续上次查找父节点的队列版本。若要看之前的方法点击这里
代码如下:
myqueue.h
#include<stdio.h>
#include<stdlib.h>
struct TreeNode
{
TreeNode* _left;
TreeNode*_right;
int _data;
};
struct Node
{
TreeNode * data;
Node* next;
};
struct Queue
{
Node * rear;
Node * front;
};
void initQueue(Queue*q);
bool isQueueEmpty(Queue *q);
void enQueue(Queue* q,TreeNode* ch);
TreeNode* deQueue(Queue*q);
void resetQueue(Queue* q);
void destroyQueue(Queue*q);
myqueue.cpp
#include"myqueue.h"
void initQueue(Queue*q)
{
q->front = q->rear = (Node*)malloc(sizeof(Node));
q->front->next = NULL;
}
bool isQueueEmpty(Queue *q)
{
return q->front == q->rear;
}
void enQueue(Queue* q,TreeNode* ch)
{
Node* cur = (Node*)malloc(sizeof(Node));
cur->data = ch;
cur->next =NULL;
q->rear->next = cur;
q->rear = cur;
}
TreeNode* deQueue(Queue*q)
{
TreeNode* ch = q->front->next->data;
if(q->front->next == q->rear)
{
q->rear = q->front;
free(q->front->next);
q->front->next = NULL;
}
else
{
Node* cur = q->front->next;
q->front->next = cur->next;
free(cur);
cur = NULL;
}
return ch;
}
void resetQueue(Queue* q)
{
Node* head = q->front->next; //不能用isQueueEmpty和deQueue,如果用这两个,那么
q->front->next = NULL; //就是让front一直往前走,而不是复位
q->rear = q->front;
Node* ch;
while(head)
{
ch =head->next;
free(head);
head = ch;
}
}
void destroyQueue(Queue*q)
{
resetQueue(q);
free(q->front);
q->front = q->rear =NULL;
}
main函数
#include <iostream>
#include"myqueue.h"
using namespace std;
//递归,中序,左根右
void midOrderRecursive(TreeNode* r)
{
if(r)
{
midOrderRecursive(r->_left);
printf("%d ", r->_data);
midOrderRecursive(r->_right);
}
}
//BST插入, 迭代版
void insertBstIteartor(TreeNode** r,int ch)
{
TreeNode * t = *r;
if((*r) == NULL) //根
{
(*r) = (TreeNode*)malloc(sizeof(TreeNode));
(*r)->_data = ch;
(*r)->_left = (*r)->_right = NULL;
}
else
{
while(1)
{
if(ch > t->_data)
{
if(t->_right == NULL)
{
TreeNode* cur = (TreeNode*)malloc(sizeof(TreeNode));
t->_right = cur; //cur赋给t的右边,不可颠倒
cur->_data = ch;
cur->_left = cur->_right =NULL;
return;
}
else
t = t->_right;
}
else
{
if(t->_left == NULL)
{
TreeNode* cur = (TreeNode*)malloc(sizeof(TreeNode));
t->_left =cur;
cur->_data = ch;
cur->_left = cur->_right = NULL;
return;
}
else
t = t->_left;
}
}
}
}
//查找,迭代版
TreeNode* searchBstIterator(TreeNode*r,int find)
{
while(r)
{
if(r->_data == find)
return r;
else if(find > r->_data)
r=r->_right;
else
r=r->_left;
}
return NULL;
}
//查找父节点,队列版
TreeNode* getParentBst(TreeNode * r,TreeNode * child)
{
Queue q;
TreeNode* ch;
if(r)
{
initQueue(&q); //初始化
enQueue(&q,r); //入队
while(!isQueueEmpty(&q)) //如果队列不为空
{
ch = deQueue(&q);
if((ch->_left && ch->_left->_data == child->_data)

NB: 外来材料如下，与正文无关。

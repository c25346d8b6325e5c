use std::net::SocketAddr;

use axum::Router;

use playerrest_infrastructure::services::ServiceRegistry;
use playerrest_infrastructure::settings::Settings;
use tower_http::trace::TraceLayer;

use crate::endpoints::players_endpoints::PlayersRouter;
use crate::logger;

pub struct ApplicationController;

impl ApplicationController {
    pub async fn run(settings: Settings, service_registry: ServiceRegistry) {
        logger::setup(&settings.logger.level);

        let router: Router = Router::new()
            .nest("/rest", PlayersRouter::new(service_registry))
            // logging so we can see whats going on
            .layer(TraceLayer::new_for_http());

        let listener =
            tokio::net::TcpListener::bind(&format!("127.0.0.1:{}", settings.server.port))
                .await
                .expect("Could not start the TCP listener");

        tracing::info!("listening on {}", settings.server);

        axum::serve(
            listener,
            router.into_make_service_with_connect_info::<SocketAddr>(),
        )
        .await
        .expect("Failed to start the server");
    }
}
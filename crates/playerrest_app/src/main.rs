use std::sync::Arc;

use playerrest_infrastructure::{
    services::ServiceRegistry, settings::Settings, stores::InMemoryPlayerStore,
};

use playerrest_routing::router::ApplicationController;

#[tokio::main]
async fn main() {
    let settings = Settings::new().expect("Could not parse settings");

    let store = Arc::new(InMemoryPlayerStore::new());
    let services = ServiceRegistry::new(store);

    ApplicationController::run(settings, services).await;
}
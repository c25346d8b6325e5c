pub mod players_endpoints;
use std::net::{Shutdown, SocketAddr, TcpListener, TcpStream};

use socket2::{Domain, Protocol, Socket, Type};
use tracing::{debug, info};

use crate::error::{Result, TransportError};
use crate::options::SocketOptions;

/// A bound, listening TCP socket with an explicit backlog.
///
/// `std::net::TcpListener::bind` hardcodes its backlog, so the bind path
/// goes through `socket2`: reuse-address and the receive buffer hint must be
/// set before `bind`, and the backlog is a `listen` argument.
pub struct TcpBinding {
    listener: TcpListener,
    addr: SocketAddr,
}

impl TcpBinding {
    /// Bind and listen on `addr`.
    pub fn bind(
        addr: SocketAddr,
        backlog: i32,
        reuse_address: bool,
        receive_buffer_size: usize,
    ) -> Result<Self> {
        let bind_err = |source| TransportError::Bind { addr, source };

        let domain = Domain::for_address(addr);
        let socket = Socket::new(domain, Type::STREAM, Some(Protocol::TCP)).map_err(bind_err)?;
        socket.set_reuse_address(reuse_address).map_err(bind_err)?;
        socket
            .set_recv_buffer_size(receive_buffer_size)
            .map_err(bind_err)?;
        socket.bind(&addr.into()).map_err(bind_err)?;
        socket.listen(backlog).map_err(bind_err)?;

        let listener: TcpListener = socket.into();
        let addr = listener.local_addr().map_err(bind_err)?;
        info!(%addr, backlog, "listening on tcp socket");

        Ok(Self { listener, addr })
    }

    /// Accept an incoming connection (blocking unless non-blocking mode is set).
    pub fn accept(&self) -> Result<(TcpStream, SocketAddr)> {
        let (stream, peer) = self.listener.accept().map_err(TransportError::Accept)?;
        debug!(%peer, "accepted connection");
        Ok((stream, peer))
    }

    /// Switch the listening socket between blocking and non-blocking accept.
    pub fn set_nonblocking(&self, nonblocking: bool) -> Result<()> {
        self.listener.set_nonblocking(nonblocking)?;
        Ok(())
    }

    /// The address this socket is actually bound to (resolves port 0).
    pub fn local_addr(&self) -> SocketAddr {
        self.addr
    }
}

/// Connect to `addr` with the configured connect timeout and socket options.
pub fn connect(addr: SocketAddr, options: &SocketOptions) -> Result<TcpStream> {
    let stream = TcpStream::connect_timeout(&addr, options.connect_timeout)
        .map_err(|source| TransportError::Connect { addr, source })?;
    options.apply(&stream);
    debug!(%addr, "connected to tcp endpoint");
    Ok(stream)
}

/// Tear a connection down: disable linger, shut down both directions.
///
/// Teardown must not fail the caller's primary operation; errors here are
/// logged and swallowed. Safe to call on an already-dead stream.
pub fn shutdown_stream(stream: &TcpStream) {
    let sock = socket2::SockRef::from(stream);
    if let Err(err) = sock.set_linger(None) {
        debug!(%err, "failed to disable linger during teardown");
    }
    if let Err(err) = stream.shutdown(Shutdown::Both) {
        debug!(%err, "shutdown during teardown failed");
    }
}
use crate::cmd::VersionArgs;
use crate::exit::{CliResult, SUCCESS};

pub fn run(args: VersionArgs) -> CliResult<i32> {
    if !args.extended {
        println!("mllp {}", env!("CARGO_PKG_VERSION"));
        return Ok(SUCCESS);
    }

    println!("name: mllp");
    println!("version: {}", env!("CARGO_PKG_VERSION"));
    println!("target_os: {}", std::env::consts::OS);
    println!("target_arch: {}", std::env::consts::ARCH);
    println!(
        "build_target: {}",
        option_env!("MLLP_BUILD_TARGET").unwrap_or("unknown")
    );
    println!(
        "features: endpoint={}, cli=true",
        cfg!(feature = "endpoint")
    );

    Ok(SUCCESS)
}
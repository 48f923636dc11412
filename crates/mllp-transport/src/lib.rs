//! TCP socket layer for MLLP endpoints.
//!
//! Provides the blocking socket plumbing everything else builds on:
//! connect-with-timeout, bind-with-backlog, per-connection socket option
//! application, and best-effort teardown. No framing lives here; see
//! `mllp-codec` for the envelope.

pub mod error;
pub mod options;
pub mod tcp;

pub use error::{Result, TransportError};
pub use options::SocketOptions;
pub use tcp::{connect, shutdown_stream, TcpBinding};
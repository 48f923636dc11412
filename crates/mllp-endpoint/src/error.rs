use std::time::Duration;

/// Errors that can occur in MLLP endpoint operations.
#[derive(Debug, thiserror::Error)]
pub enum EndpointError {
    /// Transport-level error (bind, connect, accept, raw I/O).
    #[error("transport error: {0}")]
    Transport(#[from] mllp_transport::TransportError),

    /// Envelope-level error (malformed or truncated framing).
    #[error("envelope error: {0}")]
    Envelope(#[from] mllp_codec::FrameError),

    /// No acknowledgement arrived within the configured window. The
    /// connection is left open; the caller decides whether to retry on it
    /// or close.
    #[error("no acknowledgement within {0:?}")]
    ResponseTimeout(Duration),

    /// An inbound message stalled mid-frame past the configured window.
    #[error("no complete request within {0:?}")]
    RequestTimeout(Duration),

    /// Auto-acknowledgement is disabled and the handler supplied no usable
    /// reply body.
    #[error("invalid acknowledgement body: {0}")]
    InvalidAckBody(String),

    /// Endpoint configuration error.
    #[error("configuration error: {0}")]
    Config(#[from] crate::config::ConfigError),
}

impl EndpointError {
    /// True when the error is a connect-phase failure, letting callers
    /// distinguish "never reached the peer" from "peer did not answer".
    pub fn is_connect_failure(&self) -> bool {
        matches!(
            self,
            EndpointError::Transport(mllp_transport::TransportError::Connect { .. })
        )
    }
}

pub type Result<T> = std::result::Result<T, EndpointError>;
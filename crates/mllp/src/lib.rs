//! MLLP transport engine for HL7 message exchange over TCP.
//!
//! mllp implements the Minimal Lower Layer Protocol: envelope framing, a
//! thread-per-connection server with acknowledgement generation, and a
//! synchronous single-connection client.
//!
//! # Crate Structure
//!
//! - [`transport`] — Blocking TCP socket layer (connect, bind, options)
//! - [`codec`] — MLLP envelope framing (frame reader/writer)
//! - [`endpoint`] — Client and server endpoints (behind `endpoint` feature)

/// Re-export transport types.
pub mod transport {
    pub use mllp_transport::*;
}

/// Re-export codec types.
pub mod codec {
    pub use mllp_codec::*;
}

/// Re-export endpoint types (requires `endpoint` feature).
#[cfg(feature = "endpoint")]
pub mod endpoint {
    pub use mllp_endpoint::*;
}
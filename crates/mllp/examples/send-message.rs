//! Send one HL7 message and print the acknowledgement.
//!
//! Run with (against a listener on 127.0.0.1:2575):
//!   cargo run --example send-message

use mllp::endpoint::{EndpointConfig, MllpClient};

fn main() -> Result<(), Box<dyn std::error::Error>> {
    let config = EndpointConfig::parse("127.0.0.1:2575?responseTimeout=3000")?;
    let charset = config.charset;
    let mut client = MllpClient::new(config);

    let message = "MSH|^~\\&|HIS|RIH|EKG|EKG|||ADT^A01|MSG001|P|2.5\rPID|1||12345\r";
    let ack = client.send(message.as_bytes())?;

    match ack {
        Some(ack) => println!("acknowledgement: {}", charset.decode(&ack)),
        None => println!("sent without waiting for acknowledgement"),
    }

    client.close();
    Ok(())
}
use std::net::TcpStream;

use bytes::Bytes;
use mllp_codec::{FrameError, FrameReader, FrameWriter};
use mllp_transport::{connect, shutdown_stream, TransportError};
use tracing::{debug, warn};

use crate::config::EndpointConfig;
use crate::error::{EndpointError, Result};

/// Synchronous MLLP client over one persistent TCP connection.
///
/// The connection is opened lazily on first use and re-opened after a
/// failure tears it down; no retry policy lives here. A send that fails
/// reports a typed error and the caller decides. Not safe for concurrent
/// sends: one logical connection carries one request/response at a time,
/// which `&mut self` enforces.
pub struct MllpClient {
    config: EndpointConfig,
    conn: Option<Connection>,
}

struct Connection {
    reader: FrameReader<TcpStream>,
    writer: FrameWriter<TcpStream>,
}

impl MllpClient {
    /// Create a client for the configured endpoint. Does not connect.
    pub fn new(config: EndpointConfig) -> Self {
        Self { config, conn: None }
    }

    /// The endpoint configuration this client was built with.
    pub fn config(&self) -> &EndpointConfig {
        &self.config
    }

    /// True when a connection is currently established.
    pub fn is_connected(&self) -> bool {
        self.conn.is_some()
    }

    /// Ensure a live connection exists, opening one if needed.
    ///
    /// A socket with a pending error is treated as disconnected and
    /// replaced. Connect failures are not retried here.
    pub fn ensure_connected(&mut self) -> Result<()> {
        if let Some(conn) = &self.conn {
            match conn.writer.get_ref().take_error() {
                Ok(None) => return Ok(()),
                Ok(Some(err)) => {
                    debug!(%err, "cached connection reports error, reconnecting");
                    self.teardown();
                }
                Err(err) => {
                    debug!(%err, "cached connection unreadable, reconnecting");
                    self.teardown();
                }
            }
        }

        let addr = self.config.socket_addr()?;
        let stream = connect(addr, &self.config.socket_options())?;
        stream
            .set_read_timeout(Some(self.config.response_timeout))
            .map_err(TransportError::Io)?;

        let read_half = stream.try_clone().map_err(TransportError::Io)?;
        self.conn = Some(Connection {
            reader: FrameReader::with_config(read_half, self.config.frame_config()),
            writer: FrameWriter::with_config(stream, self.config.frame_config()),
        });
        Ok(())
    }

    /// Send one framed message and, when `wait_for_ack` is set, block for
    /// the framed acknowledgement.
    ///
    /// On a response timeout the connection stays open for the caller's
    /// next attempt; on malformed response framing or an I/O failure the
    /// connection is torn down before the error is returned.
    pub fn send(&mut self, payload: &[u8]) -> Result<Option<Bytes>> {
        self.ensure_connected()?;

        let Some(mut conn) = self.conn.take() else {
            unreachable!("ensure_connected established a connection");
        };

        if let Err(err) = conn.writer.write_frame(payload) {
            shutdown_stream(conn.writer.get_ref());
            return Err(EndpointError::Envelope(err));
        }

        if !self.config.wait_for_ack {
            self.conn = Some(conn);
            return Ok(None);
        }

        match conn.reader.read_frame() {
            Ok(ack) => {
                self.conn = Some(conn);
                Ok(Some(ack))
            }
            Err(FrameError::ReadTimeout { .. }) => {
                self.conn = Some(conn);
                Err(EndpointError::ResponseTimeout(self.config.response_timeout))
            }
            Err(err) => {
                warn!(%err, "tearing down connection after malformed response");
                shutdown_stream(conn.writer.get_ref());
                Err(EndpointError::Envelope(err))
            }
        }
    }

    /// Close the connection. Idempotent; teardown errors are logged and
    /// swallowed so resource release never fails the caller.
    pub fn close(&mut self) {
        self.teardown();
    }

    fn teardown(&mut self) {
        if let Some(conn) = self.conn.take() {
            shutdown_stream(conn.writer.get_ref());
        }
    }
}

impl Drop for MllpClient {
    fn drop(&mut self) {
        self.teardown();
    }
}
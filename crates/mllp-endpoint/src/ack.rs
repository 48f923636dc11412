//! Acknowledgement generation.
//!
//! The endpoint treats acknowledgement bodies as opaque bytes produced by a
//! pluggable generator; [`Hl7AckGenerator`] is the built-in default, a
//! small envelope-adjacent utility rather than an HL7 parser.

/// Outcome of a processing exchange, as seen by the generator.
#[derive(Debug, Clone, Copy, PartialEq, Eq)]
pub enum AckStatus {
    /// The handler processed the message.
    Accept,
    /// The handler failed.
    Error,
}

impl AckStatus {
    /// The MSA-1 acknowledgement code for this outcome.
    pub fn code(&self) -> &'static str {
        match self {
            AckStatus::Accept => "AA",
            AckStatus::Error => "AE",
        }
    }
}

/// Produces an acknowledgement payload for a received message.
///
/// Implementations must be cheap and infallible: the worker calls this on
/// the error path too, and a generator that can itself fail would leave
/// the peer's request unanswered.
pub trait AckGenerator: Send + Sync {
    fn generate(&self, message: &[u8], status: AckStatus) -> Vec<u8>;
}

/// Default generator: builds an `MSH` + `MSA` acknowledgement from the
/// original message's MSH segment, swapping sender and receiver and
/// echoing the MSH-10 control id.
#[derive(Debug, Default, Clone, Copy)]
pub struct Hl7AckGenerator;

impl AckGenerator for Hl7AckGenerator {
    fn generate(&self, message: &[u8], status: AckStatus) -> Vec<u8> {
        let msh = MshFields::scan(message);
        let sep = msh.field_separator as char;
        let ack = format!(
            "MSH{sep}^~\\&{sep}{}{sep}{}{sep}{}{sep}{}{sep}{sep}{sep}ACK{sep}{}{sep}P{sep}{}\r\
             MSA{sep}{}{sep}{}\r",
            msh.receiving_app,
            msh.receiving_facility,
            msh.sending_app,
            msh.sending_facility,
            msh.control_id,
            msh.version,
            status.code(),
            msh.control_id,
        );
        ack.into_bytes()
    }
}

/// The MSH fields the acknowledgement needs, with empty-string fallbacks
/// for anything missing; a degenerate message still gets an answer.
struct MshFields {
    field_separator: u8,
    sending_app: String,
    sending_facility: String,
    receiving_app: String,
    receiving_facility: String,
    control_id: String,
    version: String,
}

impl MshFields {
    fn scan(message: &[u8]) -> Self {
        let mut fields = Self {
            field_separator: b'|',
            sending_app: String::new(),
            sending_facility: String::new(),
            receiving_app: String::new(),
            receiving_facility: String::new(),
            control_id: String::new(),
            version: String::new(),
        };

        if !message.starts_with(b"MSH") || message.len() < 4 {
            return fields;
        }
        fields.field_separator = message[3];

        let segment_end = message
            .iter()
            .position(|&b| b == b'\r' || b == b'\n')
            .unwrap_or(message.len());
        let segment = &message[..segment_end];

        let sep = fields.field_separator;
        let take = |index: usize| -> String {
            segment
                .split(move |&b| b == sep)
                .nth(index)
                .map(|f| String::from_utf8_lossy(f).into_owned())
                .unwrap_or_default()
        };

        fields.sending_app = take(2);
        fields.sending_facility = take(3);
        fields.receiving_app = take(4);
        fields.receiving_facility = take(5);
        fields.control_id = take(9);
        fields.version = take(11);
        fields
    }
}

#[cfg(test)]
mod tests {
    use super::*;

    const ADT: &[u8] =
        b"MSH|^~\\&|SENDAPP|SENDFAC|RECVAPP|RECVFAC|20240101||ADT^A01|MSG00042|P|2.5\r\
          PID|1||12345\r";

    #[test]
    fn accept_ack_echoes_control_id() {
        let ack = Hl7AckGenerator.generate(ADT, AckStatus::Accept);
        let text = String::from_utf8(ack).unwrap();
        assert!(text.contains("MSA|AA|MSG00042"), "ack was: {text}");
    }

    #[test]
    fn error_ack_uses_error_code() {
        let ack = Hl7AckGenerator.generate(ADT, AckStatus::Error);
        let text = String::from_utf8(ack).unwrap();
        assert!(text.contains("MSA|AE|MSG00042"), "ack was: {text}");
    }

    #[test]
    fn ack_swaps_sender_and_receiver() {
        let ack = Hl7AckGenerator.generate(ADT, AckStatus::Accept);
        let text = String::from_utf8(ack).unwrap();
        let msh = text.lines().next().unwrap_or(&text);
        let msh_fields: Vec<&str> = msh.trim_end_matches('\r').split('|').collect();
        assert_eq!(msh_fields[2], "RECVAPP");
        assert_eq!(msh_fields[3], "RECVFAC");
        assert_eq!(msh_fields[4], "SENDAPP");
        assert_eq!(msh_fields[5], "SENDFAC");
    }

    #[test]
    fn ack_is_typed_ack_with_original_version() {
        let ack = Hl7AckGenerator.generate(ADT, AckStatus::Accept);
        let text = String::from_utf8(ack).unwrap();
        assert!(text.contains("|ACK|"));
        assert!(text.contains("|2.5\r"));
    }

    #[test]
    fn non_hl7_payload_gets_degenerate_ack() {
        let ack = Hl7AckGenerator.generate(b"not hl7 at all", AckStatus::Error);
        let text = String::from_utf8(ack).unwrap();
        assert!(text.contains("MSA|AE|"));
    }

    #[test]
    fn alternate_field_separator_is_honoured() {
        let msg = b"MSH#^~\\&#APP#FAC#DEST#DFAC#20240101##ORU^R01#C77#P#2.4\r";
        let ack = Hl7AckGenerator.generate(msg, AckStatus::Accept);
        let text = String::from_utf8(ack).unwrap();
        assert!(text.contains("MSA#AA#C77"), "ack was: {text}");
    }
}
/// Failure reported by a message handler, captured on the exchange and
/// turned into an error acknowledgement when auto-ack is enabled.
pub type HandlerError = Box<dyn std::error::Error + Send + Sync>;

/// The message-processing callback a server endpoint invokes for every
/// decoded inbound payload.
///
/// One exchange per call: the decoded message comes in, the reply goes
/// out. `Ok(Some(reply))` answers with an explicit reply body,
/// `Ok(None)` reports success and leaves the acknowledgement to the
/// endpoint's generator, `Err(_)` marks the exchange failed.
///
/// Invoked synchronously from the connection worker with no timeout
/// enforced by the worker; a handler that needs one brings its own.
pub trait MessageHandler: Send + Sync {
    fn handle(&self, message: &[u8]) -> Result<Option<Vec<u8>>, HandlerError>;
}

impl<F> MessageHandler for F
where
    F: Fn(&[u8]) -> Result<Option<Vec<u8>>, HandlerError> + Send + Sync,
{
    fn handle(&self, message: &[u8]) -> Result<Option<Vec<u8>>, HandlerError> {
        self(message)
    }
}

#[cfg(test)]
mod tests {
    use super::*;

    #[test]
    fn closures_are_handlers() {
        let echo = |message: &[u8]| -> Result<Option<Vec<u8>>, HandlerError> {
            Ok(Some(message.to_vec()))
        };
        let reply = echo.handle(b"ping").unwrap();
        assert_eq!(reply, Some(b"ping".to_vec()));
    }

    #[test]
    fn handler_failures_carry_their_message() {
        let failing = |_message: &[u8]| -> Result<Option<Vec<u8>>, HandlerError> {
            Err("backend unavailable".into())
        };
        let err = failing.handle(b"msg").unwrap_err();
        assert_eq!(err.to_string(), "backend unavailable");
    }
}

|| (ch->_right && ch->_right->_data == child->_data))
return ch;
else
{
if(ch->_left)
enQueue(&q,ch->_left);
if(ch->_right)
enQueue(&q,ch->_right);
}
}
}
return NULL;
}
int main()
{
TreeNode *root=NULL; //树的初始化
insertBstIteartor(&root,30); //利用例子建造树
insertBstIteartor(&root,8);
insertBstIteartor(&root,15);
insertBstIteartor(&root,36);
insertBstIteartor(&root,100);
insertBstIteartor(&root,32);
midOrderRecursive(root);
putchar(10);
TreeNode* search = searchBstIterator(root,36);
if(search != NULL)
{
printf("Find it , it is %d\n",search->_data);
TreeNode *parent = getParentBst(root,search);
if(parent != NULL)
printf("parent is %d\n",parent->_data);
else
printf("no parent");
}
else
printf("no find");
return 0;
}